Stephanie juga menyarankan agar tetap menjaga aura positif selama berkegiatan dengan anak di rumah. Hal itu dapat dilakukan dengan tidak membanding-bandingkan cara belajar saat ini dengan zaman dulu karena sejatinya memang berbeda. Orangtua harus memberi pengertian untuk menghadapi kesulitan pelajaran sekolah bersama-sama.
Stephanie menyampaikan, kondisi sekarang bisa jadi momen untuk melihat bagaimana tipe anak Anda belajar. Tentunya, setiap anak punya pendekatan yang berbeda-beda karena menyesuaikan dengan kepekaan indera mereka.
Dalam situasi belajar atau memahami informasi, anak sedikitnya memiliki tiga jenis kepekaan, yakni secara visual, auditori, dan kinestetik. Masing-masing kecenderungan itu harus disesuaikan dengan pola kegiatan belajar.
Untuk tipe visual, misalnya, mereka akan lebih mudah mengerti dengan gambar atau analogi ilustrasi yang jelas. Stephanie menyarankan, dalam pembelajaran, anak dapat diajari menggunakan dengan presentasi power point. Hal tersebut sifatnya sangat lentur selama bisa membantu anak untuk belajar secara visual.
Untuk tipe auditori, anak akan lebih cepat menangkap informasi ketika dia mendengar. Dalam hal tersebut, anak membutuhkan penjelasan atau instruksi secara verbal. Orangtua bisa turut membantu dengan membacakan ulang materi yang dia pelajari, atau anak yang justru membacakannya kepada orangtua.

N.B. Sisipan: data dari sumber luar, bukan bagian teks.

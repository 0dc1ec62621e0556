use chrono::{NaiveDate, NaiveTime};
use serde_json::{json, Value};
use tracing::info;

use session_cell::models::Session;
use shared_config::EhrConfig;

use crate::error::EhrApiError;
use crate::services::client::EhrHttpClient;

/// Single bulk request instead of paging; the worklist endpoint accepts a
/// page-size ceiling large enough to cover any realistic date range.
pub const APPOINTMENT_PAGE_CEILING: u32 = 50_000;

/// Client for the Tebra/Kareo internal endpoints: bulk appointment worklist,
/// calendar bootstrap feed and per-patient billing profile.
pub struct TebraClient {
    http: EhrHttpClient,
    base_url: String,
}

/// Wall-clock time encoded as if it were UTC. The worklist endpoint expects
/// exactly this naive epoch-millisecond arithmetic; do not make it
/// timezone-aware.
fn naive_epoch_millis(date: NaiveDate, time: NaiveTime) -> i64 {
    date.and_time(time).and_utc().timestamp_millis()
}

fn end_of_day() -> NaiveTime {
    NaiveTime::from_hms_milli_opt(23, 59, 59, 999).unwrap_or(NaiveTime::MIN)
}

impl TebraClient {
    pub fn new(config: &EhrConfig, session: &Session) -> Result<Self, EhrApiError> {
        Ok(Self {
            http: EhrHttpClient::for_session(session)?,
            base_url: config.tebra_base_url.clone(),
        })
    }

    pub async fn fetch_appointments(
        &self,
        start: NaiveDate,
        end: NaiveDate,
    ) -> Result<Vec<Value>, EhrApiError> {
        let payload = json!({
            "orderByList": [],
            "pageSize": APPOINTMENT_PAGE_CEILING,
            "currentPage": 0,
            "pmAppointmentId": null,
            "startDate": naive_epoch_millis(start, NaiveTime::MIN),
            "endDate": naive_epoch_millis(end, end_of_day()),
            "patientGuid": null,
            "providerGuids": null,
            "serviceLocationGuids": [],
            "appointmentReasonGuids": [],
            "ehrAppointmentStatuses": null,
            "groupAppointment": null,
            "matchedCharge": null,
            "linkedCharge": null,
            "primaryInsurancePlanGuids": [],
            "secondaryInsurancePlanGuids": [],
            "pmPayerScenarioIds": [],
            "patientHomePhone": null,
            "patientMobilePhone": null,
            "copayList": null,
            "practiceTimezone": "America/New_York",
        });

        let url = format!("{}/worklist-ui/api/appointments/base", self.base_url);
        let body = self.http.post(&url, &payload).await?;

        let appointments = body
            .get("data")
            .and_then(Value::as_array)
            .cloned()
            .unwrap_or_default();
        info!("Fetched {} appointments", appointments.len());
        Ok(appointments)
    }

    /// Fetches the secondary calendar feed carrying per-appointment patient
    /// summaries. The response shape is polymorphic; callers hand the raw
    /// body to the reconciler as-is.
    pub async fn fetch_calendar_bootstrap(
        &self,
        start: NaiveDate,
        end: NaiveDate,
    ) -> Result<Value, EhrApiError> {
        let descriptor = json!({
            "resources": [
                {
                    "name": "appointments",
                    "query": {
                        "startDate": naive_epoch_millis(start, NaiveTime::MIN),
                        "endDate": naive_epoch_millis(end, end_of_day()),
                        "includePatientSummary": true,
                    },
                },
            ],
        });

        let url = format!("{}/calendar-ui/api/v1/bootstrap", self.base_url);
        self.http.put(&url, &descriptor).await
    }

    pub async fn fetch_billing_profile(&self, patient_id: i64) -> Result<Value, EhrApiError> {
        let url = format!(
            "{}/billing-ui/api/patients/{}/billing-profile",
            self.base_url, patient_id
        );
        self.http.get(&url).await
    }
}
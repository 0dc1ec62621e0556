pub mod drafter;
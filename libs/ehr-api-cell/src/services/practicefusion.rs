use chrono::NaiveDate;
use serde_json::{json, Value};
use tracing::{info, warn};

use session_cell::models::Session;
use shared_config::EhrConfig;

use crate::error::EhrApiError;
use crate::services::client::EhrHttpClient;

pub const SCHEDULE_PAGE_SIZE: u32 = 50;

/// Client for the Practice Fusion internal endpoints used by the patient
/// dashboard: paginated schedule report, patient ribbon (insurance),
/// transcript summaries and patient detail.
pub struct PracticeFusionClient {
    http: EhrHttpClient,
    base_url: String,
}

impl PracticeFusionClient {
    pub fn new(config: &EhrConfig, session: &Session) -> Result<Self, EhrApiError> {
        Ok(Self {
            http: EhrHttpClient::for_session(session)?,
            base_url: config.practice_fusion_base_url.clone(),
        })
    }

    /// Fetches scheduled events for the date range, page by page, starting
    /// at page 0 and stopping on the first empty page. A failure on page 0
    /// is an error; a failure on a later page is reported and the pages
    /// already accumulated are returned.
    ///
    /// The range bounds go out as midnight-`Z` strings even though the
    /// vendor reads them as clinic-local (Eastern) wall-clock time. That is
    /// what the vendor expects; do not convert.
    pub async fn fetch_schedule_report(
        &self,
        start: NaiveDate,
        end: NaiveDate,
    ) -> Result<Vec<Value>, EhrApiError> {
        let payload = json!({
            "startMinimumDateTimeUtc": format!("{}T00:00:00.000Z", start),
            "startMaximumDateTimeUtc": format!("{}T23:59:59.999Z", end),
        });

        let mut events: Vec<Value> = Vec::new();
        let mut page = 0u32;
        loop {
            let url = format!(
                "{}/ScheduleEndpoint/api/v1/Schedule/Report/{}/{}",
                self.base_url, page, SCHEDULE_PAGE_SIZE
            );
            let body = match self.http.post(&url, &payload).await {
                Ok(body) => body,
                Err(err) if page == 0 => return Err(err),
                Err(err) => {
                    warn!(
                        "Schedule report page {} failed, keeping {} events already fetched: {}",
                        page,
                        events.len(),
                        err
                    );
                    break;
                }
            };

            let page_events = body
                .get("scheduledEventList")
                .and_then(Value::as_array)
                .cloned()
                .unwrap_or_default();
            if page_events.is_empty() {
                break;
            }
            events.extend(page_events);
            page += 1;
        }

        info!("Fetched {} scheduled events", events.len());
        Ok(events)
    }

    pub async fn fetch_patient_ribbon(&self, patient_guid: &str) -> Result<Value, EhrApiError> {
        let url = format!(
            "{}/PatientEndpoint/api/v1/patients/{}/patientRibbonInfo",
            self.base_url, patient_guid
        );
        self.http.get(&url).await
    }

    pub async fn fetch_transcript_summaries(
        &self,
        patient_guid: &str,
    ) -> Result<Vec<Value>, EhrApiError> {
        let url = format!(
            "{}/ChartingEndpoint/api/v4/patients/{}/transcriptSummaries",
            self.base_url, patient_guid
        );
        let body = self.http.get(&url).await?;
        Ok(body
            .get("transcriptDisplaySummaries")
            .and_then(Value::as_array)
            .cloned()
            .unwrap_or_default())
    }

    pub async fn fetch_patient_detail(&self, patient_guid: &str) -> Result<Value, EhrApiError> {
        let url = format!(
            "{}/PatientEndpoint/api/v1/patients/{}",
            self.base_url, patient_guid
        );
        self.http.get(&url).await
    }
}
use anyhow::{anyhow, Result};
use chrono::Local;
use reqwest::{header, Client};
use serde_json::{json, Value};
use tracing::{debug, warn};

use shared_config::EhrConfig;

pub const GENERATED_NOTE_COLUMN: &str = "Generated EHR Note";
pub const NOTE_MAX_TOKENS: u32 = 2000;

const NOTE_FORMAT_EXAMPLE: &str = "\
11/07/2025
Policy is active
Plan type: GEORGIA MEDICAID - ATLANTA/CENTRAL
Copay/Coinsurance: $0
Deductible: $0 / $0 remaining
OOP: $0 / $0 remaining
Visit limits: -2 remaining / 20 visits (22 visits in 2025)
Auth reqd.";

/// Drafts one free-text insurance note per row via the Anthropic messages
/// API. Independent of the fetch pipeline; operates on externally supplied
/// tabular input.
pub struct NoteDrafterService {
    http_client: Client,
    base_url: String,
    api_key: String,
    model: String,
    signature: String,
}

impl NoteDrafterService {
    pub fn new(config: &EhrConfig) -> Result<Self> {
        if !config.is_notes_configured() {
            return Err(anyhow!("ANTHROPIC_API_KEY environment variable not set"));
        }

        Ok(Self {
            http_client: Client::new(),
            base_url: config.anthropic_base_url.clone(),
            api_key: config.anthropic_api_key.clone(),
            model: config.anthropic_model.clone(),
            signature: config.note_signature.clone(),
        })
    }

    /// Builds the single-turn prompt: every non-empty row field as a
    /// `Key: Value` line, plus the fixed format exemplar and instructions.
    pub fn build_prompt(&self, fields: &[(String, String)]) -> String {
        let mut row_context = String::new();
        for (key, value) in fields {
            if value.trim().is_empty() || key == GENERATED_NOTE_COLUMN {
                continue;
            }
            row_context.push_str(key);
            row_context.push_str(": ");
            row_context.push_str(value);
            row_context.push('\n');
        }

        format!(
            "You are an EHR (Electronic Health Record) notes generator. Based on the patient \
insurance and visit data provided, create a concise EHR note following the exact format and \
style shown in the example below.\n\n\
Here is the desired EHR note format:\n\n{example}\n{signature}\n\n\
Now, create an EHR note for the following patient data:\n\n{row_context}\n\
Important guidelines:\n\
1. Follow the EXACT format shown in the example\n\
2. Include today's date at the top ({today} in MM/DD/YYYY format)\n\
3. Extract policy status, plan type, copay, deductible, OOP, visit limits, and authorization requirements\n\
4. Be concise and structured\n\
5. End with \"{signature}\"\n\
6. If any information is missing or not provided, use reasonable defaults or omit that line\n\
7. For visit limits, calculate remaining visits based on available data\n\n\
Generate ONLY the EHR note text, no additional commentary.",
            example = NOTE_FORMAT_EXAMPLE,
            signature = self.signature,
            row_context = row_context,
            today = Local::now().format("%m/%d/%Y"),
        )
    }

    /// Returns the drafted note, or an inline `Error generating note: ...`
    /// string. Failures are per-row; the caller's batch keeps going.
    pub async fn draft_note(&self, fields: &[(String, String)]) -> String {
        let prompt = self.build_prompt(fields);
        match self.request_note(&prompt).await {
            Ok(note) => note,
            Err(err) => {
                warn!("Note generation failed: {}", err);
                format!("Error generating note: {}", err)
            }
        }
    }

    async fn request_note(&self, prompt: &str) -> Result<String> {
        debug!("Requesting note from model {}", self.model);

        let body = json!({
            "model": self.model,
            "max_tokens": NOTE_MAX_TOKENS,
            "messages": [
                {"role": "user", "content": prompt}
            ],
        });

        let response = self
            .http_client
            .post(format!("{}/v1/messages", self.base_url))
            .header("x-api-key", &self.api_key)
            .header("anthropic-version", "2023-06-01")
            .header(header::CONTENT_TYPE, "application/json")
            .json(&body)
            .send()
            .await?;

        if !response.status().is_success() {
            let error_text = response.text().await?;
            return Err(anyhow!("Anthropic API error: {}", error_text));
        }

        let ai_response: Value = response.json().await?;
        ai_response["content"][0]["text"]
            .as_str()
            .map(|text| text.trim().to_string())
            .ok_or_else(|| anyhow!("Invalid Anthropic response format"))
    }
}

Kemudian, tipe kinestetik cenderung lebih memahami dengan cara praktik atau bantuan gerakan tertentu. Untuk tipe ini, anak perlu dibiarkan untuk menyentuh atau merasakan obyek pembelajaran.
Efriyani Djuwita, akademisi bidang psikologi perkembangan Fakultas Psikologi UI, juga menekankan pentingnya waktu anak untuk bermain di rumah. Sebab, anak harus tetap memiliki waktu istirahat yang sifatnya bukan secara fisik, seperti tidur. Anak juga memerlukan kegiatan bermain yang menyegarkan pikiran, serta melatih sensor motorik.
Efriyani menyampaikan, orangtua harus tetap menjaga prinsip dari kegiatan bermain. Perlu dipahami, bermain adalah kegiatan yang bersifat spontan, tidak memiliki tujuan tertentu, tetapi didasari motivasi untuk merasa senang. ”Jadi, ada motivasi secara intrinsik dari anak. Bukan karena disuruh orang lain, melainkan murni karena anak itu butuh untuk merasa senang dengan melakukan permainan,” katanya.
Efriyani menegaskan, dalam kegiatan bermain, proses lebih penting daripada tujuan. Hal yang penting adalah proses, anak menjadi merasa tertantang, enjoy jika melakukan itu. Kegiatan bermain juga harus menimbulkan senyum dan tawa.
Sebagai saran, orangtua bisa melibatkan permainan yang sifatnya social play, seperti bermain cilukba untuk anak balita. Bisa juga dengan menyuapi makanan ke anak dengan perumpamaan pesawat yang mendarat, bermain tepuk tangan, atau bermain petak umpet kecil di rumah. ”Semua permainan bsia dilakukan selama membuat senang dan membebaskan pikiran. Anak-anak harus tetap memiliki waktu bermain ini di rumah,” ucap Efriyani.